Last week was my last day of first grade. Next year I will go to second grade, which might also be an adventure. My report card is coming soon and Mama says if I get an “exceeds expectations” I can get a bonus ice cream—which means two ice creams this week instead of one. We go to Baskin-Robbins for my one ice cream a week because they have pink chairs and chocolate peanut butter ice cream. All ice cream stores should have pink chairs and chocolate peanut butter ice cream, but they don’t. When we order, Mama always asks the person with the giant spoon to get me extra chunks of peanut butter because she knows that’s my favorite part. Mama knows all of my favorite things.

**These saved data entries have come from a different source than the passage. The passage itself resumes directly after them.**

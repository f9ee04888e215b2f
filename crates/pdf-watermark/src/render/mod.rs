//! PDF object construction for the watermark
//!
//! - Resolving page sizes (with MediaBox inheritance)
//! - Building the shared appearance form
//! - Creating and attaching the stamp annotations

mod annotation;
mod appearance;
mod page;

pub use annotation::{attach_annotation, watermark_annotation};
pub use appearance::{appearance_content, create_appearance_form};
pub use page::{get_page_size, page_size_or_default};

I think I will get an exceeds expectations on my report card because Mrs. Hoyt says I’m very “advanced” for the first grade. I am already reading chapter books and some of them don’t even have pictures—which I like, because that way I get to use my imagination. Mrs. Hoyt says I have an “overactive imagination,” which sounds like a bad thing, but I know it’s not.
My favorite chapter books are called the Magic Tree House books. They are about Jack and Annie, who are brother and sister and get to go on adventures through time and visit all these different places. I wish I could go with them.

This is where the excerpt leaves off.